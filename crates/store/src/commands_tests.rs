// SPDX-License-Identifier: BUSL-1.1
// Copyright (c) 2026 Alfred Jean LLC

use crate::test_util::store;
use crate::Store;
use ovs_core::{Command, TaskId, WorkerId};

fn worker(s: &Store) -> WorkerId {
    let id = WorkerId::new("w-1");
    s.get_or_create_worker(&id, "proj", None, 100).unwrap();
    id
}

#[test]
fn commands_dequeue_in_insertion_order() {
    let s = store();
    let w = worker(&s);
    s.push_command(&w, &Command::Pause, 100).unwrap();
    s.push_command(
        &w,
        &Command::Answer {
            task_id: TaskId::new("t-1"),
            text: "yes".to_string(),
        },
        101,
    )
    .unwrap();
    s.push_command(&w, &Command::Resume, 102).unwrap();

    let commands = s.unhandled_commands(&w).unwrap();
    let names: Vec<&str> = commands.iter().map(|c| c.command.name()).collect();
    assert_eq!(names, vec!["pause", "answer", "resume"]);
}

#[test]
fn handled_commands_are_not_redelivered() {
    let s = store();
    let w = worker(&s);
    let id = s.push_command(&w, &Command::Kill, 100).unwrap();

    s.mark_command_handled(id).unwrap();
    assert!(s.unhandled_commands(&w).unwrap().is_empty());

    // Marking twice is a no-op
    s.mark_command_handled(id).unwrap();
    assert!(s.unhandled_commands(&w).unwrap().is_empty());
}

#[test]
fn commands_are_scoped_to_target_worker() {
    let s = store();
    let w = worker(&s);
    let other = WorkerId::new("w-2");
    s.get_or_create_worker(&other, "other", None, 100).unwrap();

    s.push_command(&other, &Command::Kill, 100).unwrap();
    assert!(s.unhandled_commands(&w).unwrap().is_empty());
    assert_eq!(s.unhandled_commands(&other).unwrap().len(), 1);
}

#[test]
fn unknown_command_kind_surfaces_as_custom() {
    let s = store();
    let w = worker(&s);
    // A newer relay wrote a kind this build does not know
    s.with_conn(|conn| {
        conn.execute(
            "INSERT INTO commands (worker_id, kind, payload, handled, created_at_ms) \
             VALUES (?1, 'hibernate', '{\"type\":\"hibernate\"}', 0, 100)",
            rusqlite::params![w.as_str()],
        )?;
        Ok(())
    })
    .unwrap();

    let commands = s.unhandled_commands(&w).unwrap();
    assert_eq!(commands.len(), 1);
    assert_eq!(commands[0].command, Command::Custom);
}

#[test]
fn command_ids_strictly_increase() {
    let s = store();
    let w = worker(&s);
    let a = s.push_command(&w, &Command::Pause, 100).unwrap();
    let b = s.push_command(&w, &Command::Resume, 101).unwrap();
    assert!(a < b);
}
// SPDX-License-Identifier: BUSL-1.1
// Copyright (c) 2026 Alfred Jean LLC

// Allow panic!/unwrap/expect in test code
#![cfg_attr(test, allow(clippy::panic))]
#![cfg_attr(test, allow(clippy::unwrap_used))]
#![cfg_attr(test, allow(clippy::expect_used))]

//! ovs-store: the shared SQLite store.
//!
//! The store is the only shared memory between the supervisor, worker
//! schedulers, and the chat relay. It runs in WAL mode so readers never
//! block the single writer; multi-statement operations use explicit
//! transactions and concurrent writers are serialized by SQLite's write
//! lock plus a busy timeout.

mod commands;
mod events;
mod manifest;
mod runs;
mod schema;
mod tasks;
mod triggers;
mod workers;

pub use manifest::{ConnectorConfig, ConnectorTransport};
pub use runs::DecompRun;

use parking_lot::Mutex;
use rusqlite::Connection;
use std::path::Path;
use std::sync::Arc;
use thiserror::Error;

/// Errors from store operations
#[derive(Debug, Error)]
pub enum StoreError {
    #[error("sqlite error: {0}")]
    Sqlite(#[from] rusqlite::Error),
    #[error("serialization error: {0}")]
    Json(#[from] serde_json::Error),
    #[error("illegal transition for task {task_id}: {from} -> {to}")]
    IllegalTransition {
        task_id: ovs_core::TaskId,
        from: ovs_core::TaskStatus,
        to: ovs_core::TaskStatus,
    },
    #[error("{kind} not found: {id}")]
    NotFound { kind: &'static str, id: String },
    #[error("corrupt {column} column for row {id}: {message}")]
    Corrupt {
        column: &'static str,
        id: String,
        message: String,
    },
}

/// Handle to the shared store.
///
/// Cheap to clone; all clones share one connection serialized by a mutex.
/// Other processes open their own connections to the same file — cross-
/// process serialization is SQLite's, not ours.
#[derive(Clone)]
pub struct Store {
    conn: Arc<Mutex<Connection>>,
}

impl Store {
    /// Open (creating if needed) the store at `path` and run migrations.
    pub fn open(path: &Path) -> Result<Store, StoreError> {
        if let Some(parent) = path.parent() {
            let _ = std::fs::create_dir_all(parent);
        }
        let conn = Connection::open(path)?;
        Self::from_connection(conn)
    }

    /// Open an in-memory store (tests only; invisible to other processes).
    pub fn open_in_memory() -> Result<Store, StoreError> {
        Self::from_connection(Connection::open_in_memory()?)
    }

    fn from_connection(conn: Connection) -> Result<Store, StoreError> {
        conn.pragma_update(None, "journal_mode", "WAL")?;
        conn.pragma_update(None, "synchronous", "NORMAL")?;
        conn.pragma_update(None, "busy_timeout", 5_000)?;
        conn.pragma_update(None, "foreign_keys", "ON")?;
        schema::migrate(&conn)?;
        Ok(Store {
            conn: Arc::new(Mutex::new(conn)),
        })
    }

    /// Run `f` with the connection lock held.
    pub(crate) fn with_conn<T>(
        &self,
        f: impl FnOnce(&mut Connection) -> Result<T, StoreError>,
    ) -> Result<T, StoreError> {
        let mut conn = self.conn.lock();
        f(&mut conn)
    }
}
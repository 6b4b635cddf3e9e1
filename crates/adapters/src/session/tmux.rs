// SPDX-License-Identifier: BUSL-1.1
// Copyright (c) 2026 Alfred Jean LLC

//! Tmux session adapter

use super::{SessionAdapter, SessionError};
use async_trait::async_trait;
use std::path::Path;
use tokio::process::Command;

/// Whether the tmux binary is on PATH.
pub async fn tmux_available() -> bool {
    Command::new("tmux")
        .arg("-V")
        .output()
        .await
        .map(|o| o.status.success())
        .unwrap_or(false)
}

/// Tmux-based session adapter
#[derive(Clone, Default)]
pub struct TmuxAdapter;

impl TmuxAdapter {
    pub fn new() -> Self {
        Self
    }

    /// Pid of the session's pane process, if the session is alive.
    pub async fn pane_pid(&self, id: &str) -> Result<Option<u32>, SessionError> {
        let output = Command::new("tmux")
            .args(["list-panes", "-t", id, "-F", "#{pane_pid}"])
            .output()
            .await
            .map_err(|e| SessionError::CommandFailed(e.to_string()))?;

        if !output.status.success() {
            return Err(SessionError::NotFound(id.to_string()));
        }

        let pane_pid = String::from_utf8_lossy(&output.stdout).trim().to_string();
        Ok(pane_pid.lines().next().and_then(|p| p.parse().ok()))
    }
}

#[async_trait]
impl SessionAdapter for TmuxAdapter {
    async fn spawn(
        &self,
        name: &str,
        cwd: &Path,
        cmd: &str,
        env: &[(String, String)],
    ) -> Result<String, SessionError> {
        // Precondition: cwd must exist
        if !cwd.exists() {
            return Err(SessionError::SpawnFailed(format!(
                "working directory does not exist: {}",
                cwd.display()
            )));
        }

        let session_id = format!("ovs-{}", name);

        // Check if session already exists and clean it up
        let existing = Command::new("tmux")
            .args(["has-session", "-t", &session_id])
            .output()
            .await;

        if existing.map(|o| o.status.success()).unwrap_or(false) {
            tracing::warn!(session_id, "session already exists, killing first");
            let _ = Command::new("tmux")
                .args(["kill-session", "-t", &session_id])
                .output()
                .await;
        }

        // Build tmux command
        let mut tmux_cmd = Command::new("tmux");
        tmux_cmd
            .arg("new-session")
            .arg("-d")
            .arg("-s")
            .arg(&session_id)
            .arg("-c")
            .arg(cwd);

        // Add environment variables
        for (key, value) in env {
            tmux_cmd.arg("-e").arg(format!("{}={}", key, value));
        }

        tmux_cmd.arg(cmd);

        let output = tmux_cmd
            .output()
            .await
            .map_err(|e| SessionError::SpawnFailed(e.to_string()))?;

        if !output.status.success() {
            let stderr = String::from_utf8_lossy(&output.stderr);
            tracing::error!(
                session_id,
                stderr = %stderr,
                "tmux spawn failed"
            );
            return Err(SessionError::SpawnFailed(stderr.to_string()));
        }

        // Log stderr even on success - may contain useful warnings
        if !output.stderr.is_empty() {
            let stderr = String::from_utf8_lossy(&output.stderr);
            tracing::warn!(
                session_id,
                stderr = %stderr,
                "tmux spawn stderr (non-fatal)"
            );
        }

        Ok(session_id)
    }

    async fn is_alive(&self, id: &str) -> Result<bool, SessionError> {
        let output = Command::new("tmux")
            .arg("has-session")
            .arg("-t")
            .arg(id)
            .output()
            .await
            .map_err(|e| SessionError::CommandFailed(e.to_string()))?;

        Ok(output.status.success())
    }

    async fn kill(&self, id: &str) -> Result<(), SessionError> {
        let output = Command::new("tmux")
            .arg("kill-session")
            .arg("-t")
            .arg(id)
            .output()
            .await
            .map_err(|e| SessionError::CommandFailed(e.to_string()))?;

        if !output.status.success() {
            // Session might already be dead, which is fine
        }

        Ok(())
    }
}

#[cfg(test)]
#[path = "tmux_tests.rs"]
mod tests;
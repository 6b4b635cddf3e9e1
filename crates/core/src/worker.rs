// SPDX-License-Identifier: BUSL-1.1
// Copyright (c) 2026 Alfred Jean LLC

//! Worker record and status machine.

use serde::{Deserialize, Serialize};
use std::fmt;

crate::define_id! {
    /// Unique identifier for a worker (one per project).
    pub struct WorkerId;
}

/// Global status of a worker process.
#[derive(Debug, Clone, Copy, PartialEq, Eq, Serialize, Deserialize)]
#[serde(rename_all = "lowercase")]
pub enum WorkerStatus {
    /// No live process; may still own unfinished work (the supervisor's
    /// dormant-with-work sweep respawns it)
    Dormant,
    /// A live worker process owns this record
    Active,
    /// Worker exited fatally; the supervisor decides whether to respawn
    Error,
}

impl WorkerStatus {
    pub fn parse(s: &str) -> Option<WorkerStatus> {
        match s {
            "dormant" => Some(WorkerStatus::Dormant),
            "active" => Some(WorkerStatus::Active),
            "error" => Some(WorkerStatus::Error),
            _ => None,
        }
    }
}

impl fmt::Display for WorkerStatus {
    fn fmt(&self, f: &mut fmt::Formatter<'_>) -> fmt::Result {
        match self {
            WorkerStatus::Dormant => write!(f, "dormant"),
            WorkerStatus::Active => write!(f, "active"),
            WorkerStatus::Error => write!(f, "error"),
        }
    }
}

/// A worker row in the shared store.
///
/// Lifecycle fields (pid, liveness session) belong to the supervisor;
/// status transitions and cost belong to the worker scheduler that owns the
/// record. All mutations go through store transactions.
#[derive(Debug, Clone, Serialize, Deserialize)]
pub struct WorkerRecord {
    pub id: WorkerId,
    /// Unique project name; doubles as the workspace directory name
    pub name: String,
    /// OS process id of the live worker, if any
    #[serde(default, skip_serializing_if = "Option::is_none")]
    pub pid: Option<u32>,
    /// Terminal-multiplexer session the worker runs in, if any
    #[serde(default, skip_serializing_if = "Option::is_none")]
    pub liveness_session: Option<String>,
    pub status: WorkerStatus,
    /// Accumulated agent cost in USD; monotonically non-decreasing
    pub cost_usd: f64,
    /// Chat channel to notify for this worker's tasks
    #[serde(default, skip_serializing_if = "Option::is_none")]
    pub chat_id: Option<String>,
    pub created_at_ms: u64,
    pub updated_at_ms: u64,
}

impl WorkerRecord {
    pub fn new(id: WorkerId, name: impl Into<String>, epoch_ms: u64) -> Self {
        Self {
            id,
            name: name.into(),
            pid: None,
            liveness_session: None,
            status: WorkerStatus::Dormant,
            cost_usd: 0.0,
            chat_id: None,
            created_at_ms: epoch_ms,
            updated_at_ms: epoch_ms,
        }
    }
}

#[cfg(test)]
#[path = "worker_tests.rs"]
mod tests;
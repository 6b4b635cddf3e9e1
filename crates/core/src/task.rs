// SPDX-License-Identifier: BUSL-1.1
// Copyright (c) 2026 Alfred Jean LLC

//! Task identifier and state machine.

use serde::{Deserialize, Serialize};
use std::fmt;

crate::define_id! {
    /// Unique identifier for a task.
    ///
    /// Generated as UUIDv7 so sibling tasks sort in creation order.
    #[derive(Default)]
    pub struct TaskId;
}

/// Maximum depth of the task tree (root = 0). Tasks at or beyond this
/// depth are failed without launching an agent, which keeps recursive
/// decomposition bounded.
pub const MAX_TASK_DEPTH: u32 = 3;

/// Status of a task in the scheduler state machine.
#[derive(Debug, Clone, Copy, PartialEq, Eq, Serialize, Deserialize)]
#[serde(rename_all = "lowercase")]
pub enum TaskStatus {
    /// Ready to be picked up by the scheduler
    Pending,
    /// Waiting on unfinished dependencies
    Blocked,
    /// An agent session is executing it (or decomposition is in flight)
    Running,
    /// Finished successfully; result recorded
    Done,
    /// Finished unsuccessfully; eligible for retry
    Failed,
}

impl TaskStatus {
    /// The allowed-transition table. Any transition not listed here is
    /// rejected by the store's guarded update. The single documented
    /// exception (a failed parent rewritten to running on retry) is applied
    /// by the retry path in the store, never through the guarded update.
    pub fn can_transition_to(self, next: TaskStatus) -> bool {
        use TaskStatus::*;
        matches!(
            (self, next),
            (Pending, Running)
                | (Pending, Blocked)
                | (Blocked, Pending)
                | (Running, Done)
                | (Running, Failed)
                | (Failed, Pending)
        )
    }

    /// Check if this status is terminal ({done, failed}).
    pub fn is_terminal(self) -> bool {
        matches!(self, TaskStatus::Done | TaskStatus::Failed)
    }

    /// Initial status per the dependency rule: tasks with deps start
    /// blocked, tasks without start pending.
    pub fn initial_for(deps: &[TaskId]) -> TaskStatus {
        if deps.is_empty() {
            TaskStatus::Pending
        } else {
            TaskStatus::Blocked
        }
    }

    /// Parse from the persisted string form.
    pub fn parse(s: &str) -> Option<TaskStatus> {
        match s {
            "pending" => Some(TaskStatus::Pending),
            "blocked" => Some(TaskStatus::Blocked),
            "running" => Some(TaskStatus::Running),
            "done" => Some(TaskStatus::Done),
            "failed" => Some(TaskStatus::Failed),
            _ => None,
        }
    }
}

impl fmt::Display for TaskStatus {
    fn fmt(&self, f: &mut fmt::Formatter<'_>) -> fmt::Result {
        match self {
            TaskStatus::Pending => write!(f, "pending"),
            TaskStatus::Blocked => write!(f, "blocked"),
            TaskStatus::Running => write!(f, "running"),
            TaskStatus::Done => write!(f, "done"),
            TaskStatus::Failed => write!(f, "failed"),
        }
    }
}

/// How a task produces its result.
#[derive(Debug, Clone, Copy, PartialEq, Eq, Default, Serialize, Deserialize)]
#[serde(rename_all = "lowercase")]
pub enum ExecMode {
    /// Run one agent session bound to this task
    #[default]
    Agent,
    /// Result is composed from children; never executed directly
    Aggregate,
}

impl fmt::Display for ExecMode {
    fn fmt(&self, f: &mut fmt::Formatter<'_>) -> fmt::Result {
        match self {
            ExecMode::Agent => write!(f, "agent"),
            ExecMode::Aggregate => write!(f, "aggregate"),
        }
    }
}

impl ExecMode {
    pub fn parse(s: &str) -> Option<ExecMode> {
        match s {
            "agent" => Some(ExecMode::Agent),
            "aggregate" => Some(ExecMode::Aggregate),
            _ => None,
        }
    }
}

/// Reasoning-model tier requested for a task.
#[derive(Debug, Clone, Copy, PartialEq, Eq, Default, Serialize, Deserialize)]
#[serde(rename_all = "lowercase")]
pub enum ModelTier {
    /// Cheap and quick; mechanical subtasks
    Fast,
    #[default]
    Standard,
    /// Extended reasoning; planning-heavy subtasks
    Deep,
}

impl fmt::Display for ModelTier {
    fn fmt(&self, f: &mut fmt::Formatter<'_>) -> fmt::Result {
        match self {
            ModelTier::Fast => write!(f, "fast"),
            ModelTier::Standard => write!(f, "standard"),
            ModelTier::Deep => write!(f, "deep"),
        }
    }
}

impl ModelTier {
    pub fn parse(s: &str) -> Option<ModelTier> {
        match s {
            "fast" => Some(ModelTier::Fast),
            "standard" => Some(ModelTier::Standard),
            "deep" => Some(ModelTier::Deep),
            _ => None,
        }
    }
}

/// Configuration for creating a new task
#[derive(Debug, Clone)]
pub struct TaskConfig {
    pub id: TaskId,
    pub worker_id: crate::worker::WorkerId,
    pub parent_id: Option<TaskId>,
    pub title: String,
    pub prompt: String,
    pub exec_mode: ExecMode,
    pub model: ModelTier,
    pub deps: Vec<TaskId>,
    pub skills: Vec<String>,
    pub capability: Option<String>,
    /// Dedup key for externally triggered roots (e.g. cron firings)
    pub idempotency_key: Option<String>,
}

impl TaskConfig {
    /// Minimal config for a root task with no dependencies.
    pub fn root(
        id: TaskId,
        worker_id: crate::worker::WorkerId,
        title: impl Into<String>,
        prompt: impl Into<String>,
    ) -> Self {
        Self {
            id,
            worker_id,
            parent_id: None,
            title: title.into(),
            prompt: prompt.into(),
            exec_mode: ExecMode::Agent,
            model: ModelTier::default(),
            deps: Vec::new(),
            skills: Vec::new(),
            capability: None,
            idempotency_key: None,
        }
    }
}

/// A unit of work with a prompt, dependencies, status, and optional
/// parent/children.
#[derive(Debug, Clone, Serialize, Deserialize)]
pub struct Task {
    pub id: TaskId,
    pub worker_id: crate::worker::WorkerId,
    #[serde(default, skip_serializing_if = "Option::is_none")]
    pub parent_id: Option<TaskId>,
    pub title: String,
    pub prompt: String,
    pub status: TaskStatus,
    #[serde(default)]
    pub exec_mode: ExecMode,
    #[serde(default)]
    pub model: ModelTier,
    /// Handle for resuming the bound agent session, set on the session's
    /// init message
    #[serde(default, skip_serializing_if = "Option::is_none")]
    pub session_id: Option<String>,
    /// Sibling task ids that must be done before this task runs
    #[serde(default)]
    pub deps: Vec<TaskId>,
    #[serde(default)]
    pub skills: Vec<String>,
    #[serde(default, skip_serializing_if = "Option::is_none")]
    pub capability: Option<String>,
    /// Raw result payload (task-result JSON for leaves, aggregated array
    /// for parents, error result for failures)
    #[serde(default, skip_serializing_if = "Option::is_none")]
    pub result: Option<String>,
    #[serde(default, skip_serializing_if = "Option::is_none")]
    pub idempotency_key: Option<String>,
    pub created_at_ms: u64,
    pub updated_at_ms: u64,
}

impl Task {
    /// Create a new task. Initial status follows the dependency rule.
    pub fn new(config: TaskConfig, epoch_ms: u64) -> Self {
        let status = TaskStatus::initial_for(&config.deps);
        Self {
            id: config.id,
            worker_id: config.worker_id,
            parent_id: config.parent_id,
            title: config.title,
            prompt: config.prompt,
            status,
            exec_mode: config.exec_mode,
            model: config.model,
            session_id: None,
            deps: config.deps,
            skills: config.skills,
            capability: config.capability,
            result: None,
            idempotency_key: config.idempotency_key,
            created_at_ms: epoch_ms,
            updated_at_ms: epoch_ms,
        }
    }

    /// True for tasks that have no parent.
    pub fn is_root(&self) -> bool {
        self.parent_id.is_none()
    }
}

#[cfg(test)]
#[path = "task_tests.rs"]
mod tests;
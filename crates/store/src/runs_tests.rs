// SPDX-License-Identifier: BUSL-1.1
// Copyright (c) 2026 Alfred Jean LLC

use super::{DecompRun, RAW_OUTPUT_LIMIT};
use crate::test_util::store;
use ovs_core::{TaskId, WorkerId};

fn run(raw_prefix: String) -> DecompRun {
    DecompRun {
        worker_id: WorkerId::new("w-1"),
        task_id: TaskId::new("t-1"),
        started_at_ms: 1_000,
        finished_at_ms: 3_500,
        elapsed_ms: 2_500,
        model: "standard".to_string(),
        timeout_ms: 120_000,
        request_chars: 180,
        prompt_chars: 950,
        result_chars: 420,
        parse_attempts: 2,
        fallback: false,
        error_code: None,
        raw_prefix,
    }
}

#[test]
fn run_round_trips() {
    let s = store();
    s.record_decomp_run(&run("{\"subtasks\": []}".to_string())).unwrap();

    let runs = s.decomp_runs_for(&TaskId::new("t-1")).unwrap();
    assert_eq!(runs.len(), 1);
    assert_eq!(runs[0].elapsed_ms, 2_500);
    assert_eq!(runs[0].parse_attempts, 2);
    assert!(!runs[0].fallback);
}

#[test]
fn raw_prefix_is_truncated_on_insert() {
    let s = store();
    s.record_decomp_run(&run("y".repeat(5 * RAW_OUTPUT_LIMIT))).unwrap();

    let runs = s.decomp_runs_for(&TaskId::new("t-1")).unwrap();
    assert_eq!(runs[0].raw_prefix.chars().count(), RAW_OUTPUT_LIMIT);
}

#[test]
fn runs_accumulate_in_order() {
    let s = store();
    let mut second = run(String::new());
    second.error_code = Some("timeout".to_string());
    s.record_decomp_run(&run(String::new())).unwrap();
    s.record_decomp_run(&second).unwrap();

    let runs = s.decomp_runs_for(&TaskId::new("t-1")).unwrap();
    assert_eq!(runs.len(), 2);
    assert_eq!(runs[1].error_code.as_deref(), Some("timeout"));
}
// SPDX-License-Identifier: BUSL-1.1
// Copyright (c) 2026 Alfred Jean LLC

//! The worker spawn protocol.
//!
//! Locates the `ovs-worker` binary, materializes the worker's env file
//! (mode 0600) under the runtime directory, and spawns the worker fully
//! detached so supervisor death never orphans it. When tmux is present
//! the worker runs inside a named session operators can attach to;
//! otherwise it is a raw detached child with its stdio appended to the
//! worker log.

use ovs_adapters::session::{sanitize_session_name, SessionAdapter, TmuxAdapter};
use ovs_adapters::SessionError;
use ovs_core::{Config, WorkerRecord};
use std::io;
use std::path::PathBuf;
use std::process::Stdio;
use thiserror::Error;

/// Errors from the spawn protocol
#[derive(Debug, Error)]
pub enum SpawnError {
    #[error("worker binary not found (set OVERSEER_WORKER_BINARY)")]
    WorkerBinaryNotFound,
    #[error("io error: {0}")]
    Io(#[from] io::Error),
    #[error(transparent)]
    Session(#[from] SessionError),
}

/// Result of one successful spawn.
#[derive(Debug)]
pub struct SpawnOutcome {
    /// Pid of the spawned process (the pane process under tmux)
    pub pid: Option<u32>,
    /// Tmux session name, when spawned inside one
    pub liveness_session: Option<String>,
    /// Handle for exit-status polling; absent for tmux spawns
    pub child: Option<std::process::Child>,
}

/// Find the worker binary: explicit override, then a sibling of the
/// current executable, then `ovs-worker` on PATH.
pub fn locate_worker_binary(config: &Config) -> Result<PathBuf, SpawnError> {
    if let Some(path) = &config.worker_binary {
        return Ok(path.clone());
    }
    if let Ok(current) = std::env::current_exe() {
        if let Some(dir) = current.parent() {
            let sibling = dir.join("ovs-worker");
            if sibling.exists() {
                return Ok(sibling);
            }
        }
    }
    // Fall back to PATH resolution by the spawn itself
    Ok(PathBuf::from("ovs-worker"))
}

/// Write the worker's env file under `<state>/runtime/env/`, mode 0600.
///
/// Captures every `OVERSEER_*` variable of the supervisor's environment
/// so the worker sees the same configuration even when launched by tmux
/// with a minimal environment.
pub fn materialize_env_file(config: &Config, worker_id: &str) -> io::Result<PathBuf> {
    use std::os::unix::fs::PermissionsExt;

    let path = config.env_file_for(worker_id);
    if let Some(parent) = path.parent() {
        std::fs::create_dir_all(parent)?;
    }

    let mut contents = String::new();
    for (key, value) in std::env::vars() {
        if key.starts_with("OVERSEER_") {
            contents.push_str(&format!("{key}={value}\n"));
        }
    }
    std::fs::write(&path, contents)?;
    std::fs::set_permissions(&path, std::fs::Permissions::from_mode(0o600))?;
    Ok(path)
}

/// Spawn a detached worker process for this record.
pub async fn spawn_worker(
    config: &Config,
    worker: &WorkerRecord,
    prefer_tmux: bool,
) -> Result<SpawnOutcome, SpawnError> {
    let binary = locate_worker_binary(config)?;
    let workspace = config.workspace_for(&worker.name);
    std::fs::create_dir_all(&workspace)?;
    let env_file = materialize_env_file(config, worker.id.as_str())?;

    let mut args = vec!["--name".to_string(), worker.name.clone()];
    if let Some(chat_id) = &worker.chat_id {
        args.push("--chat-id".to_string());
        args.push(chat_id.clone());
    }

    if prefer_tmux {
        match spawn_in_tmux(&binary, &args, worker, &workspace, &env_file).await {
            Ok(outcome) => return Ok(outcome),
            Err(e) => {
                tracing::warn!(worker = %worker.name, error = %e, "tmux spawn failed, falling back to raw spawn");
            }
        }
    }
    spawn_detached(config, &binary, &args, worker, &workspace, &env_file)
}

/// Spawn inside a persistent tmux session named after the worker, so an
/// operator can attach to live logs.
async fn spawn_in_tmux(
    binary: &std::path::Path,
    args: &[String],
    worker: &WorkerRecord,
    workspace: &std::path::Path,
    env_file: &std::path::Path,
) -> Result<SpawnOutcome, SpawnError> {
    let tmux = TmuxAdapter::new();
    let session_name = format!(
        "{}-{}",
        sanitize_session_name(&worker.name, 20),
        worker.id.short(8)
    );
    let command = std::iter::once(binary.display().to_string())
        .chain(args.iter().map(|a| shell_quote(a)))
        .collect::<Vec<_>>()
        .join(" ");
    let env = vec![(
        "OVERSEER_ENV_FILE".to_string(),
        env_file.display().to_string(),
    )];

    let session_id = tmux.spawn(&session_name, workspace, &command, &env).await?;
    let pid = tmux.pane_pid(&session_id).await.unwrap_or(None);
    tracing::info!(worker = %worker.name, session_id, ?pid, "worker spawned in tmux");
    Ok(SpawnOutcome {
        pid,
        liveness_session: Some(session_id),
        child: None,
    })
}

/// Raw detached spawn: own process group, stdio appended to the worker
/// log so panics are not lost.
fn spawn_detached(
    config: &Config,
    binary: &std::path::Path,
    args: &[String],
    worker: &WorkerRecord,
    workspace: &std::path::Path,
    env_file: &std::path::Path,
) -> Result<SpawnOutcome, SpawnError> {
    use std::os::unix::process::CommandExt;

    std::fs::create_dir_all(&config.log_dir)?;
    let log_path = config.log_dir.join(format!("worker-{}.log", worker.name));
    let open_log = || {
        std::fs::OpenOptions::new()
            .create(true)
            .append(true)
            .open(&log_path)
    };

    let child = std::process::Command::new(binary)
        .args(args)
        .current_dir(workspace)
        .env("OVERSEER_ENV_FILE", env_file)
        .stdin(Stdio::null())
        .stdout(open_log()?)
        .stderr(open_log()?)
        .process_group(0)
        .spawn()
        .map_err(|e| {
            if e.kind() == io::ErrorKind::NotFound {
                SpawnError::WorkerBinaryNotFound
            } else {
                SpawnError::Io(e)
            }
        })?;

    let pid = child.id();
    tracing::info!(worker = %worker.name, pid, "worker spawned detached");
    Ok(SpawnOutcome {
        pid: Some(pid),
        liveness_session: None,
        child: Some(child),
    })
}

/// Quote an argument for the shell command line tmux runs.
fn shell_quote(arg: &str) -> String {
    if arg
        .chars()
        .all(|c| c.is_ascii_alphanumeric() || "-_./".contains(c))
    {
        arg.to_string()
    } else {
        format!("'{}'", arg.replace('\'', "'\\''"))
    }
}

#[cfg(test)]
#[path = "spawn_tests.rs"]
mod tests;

◆ ◆ ◆ ◆ ◆

* About this task:
Starting at the line above that contains "the worker fully", write out each line exactly until the line that contains "a minimal environment." has been written, and stop there.

* Answer to this task:
//! (mode 0600) under the runtime directory, and spawns the worker fully
//! detached so supervisor death never orphans it. When tmux is present
//! the worker runs inside a named session operators can attach to;
//! otherwise it is a raw detached child with its stdio appended to the
//! worker log.

use ovs_adapters::session::{sanitize_session_name, SessionAdapter, TmuxAdapter};
use ovs_adapters::SessionError;
use ovs_core::{Config, WorkerRecord};
use std::io;
use std::path::PathBuf;
use std::process::Stdio;
use thiserror::Error;

/// Errors from the spawn protocol
#[derive(Debug, Error)]
pub enum SpawnError {
    #[error("worker binary not found (set OVERSEER_WORKER_BINARY)")]
    WorkerBinaryNotFound,
    #[error("io error: {0}")]
    Io(#[from] io::Error),
    #[error(transparent)]
    Session(#[from] SessionError),
}

/// Result of one successful spawn.
#[derive(Debug)]
pub struct SpawnOutcome {
    /// Pid of the spawned process (the pane process under tmux)
    pub pid: Option<u32>,
    /// Tmux session name, when spawned inside one
    pub liveness_session: Option<String>,
    /// Handle for exit-status polling; absent for tmux spawns
    pub child: Option<std::process::Child>,
}

/// Find the worker binary: explicit override, then a sibling of the
/// current executable, then `ovs-worker` on PATH.
pub fn locate_worker_binary(config: &Config) -> Result<PathBuf, SpawnError> {
    if let Some(path) = &config.worker_binary {
        return Ok(path.clone());
    }
    if let Ok(current) = std::env::current_exe() {
        if let Some(dir) = current.parent() {
            let sibling = dir.join("ovs-worker");
            if sibling.exists() {
                return Ok(sibling);
            }
        }
    }
    // Fall back to PATH resolution by the spawn itself
    Ok(PathBuf::from("ovs-worker"))
}

/// Write the worker's env file under `<state>/runtime/env/`, mode 0600.
///
/// Captures every `OVERSEER_*` variable of the supervisor's environment
/// so the worker sees the same configuration even when launched by tmux
/// with a minimal environment.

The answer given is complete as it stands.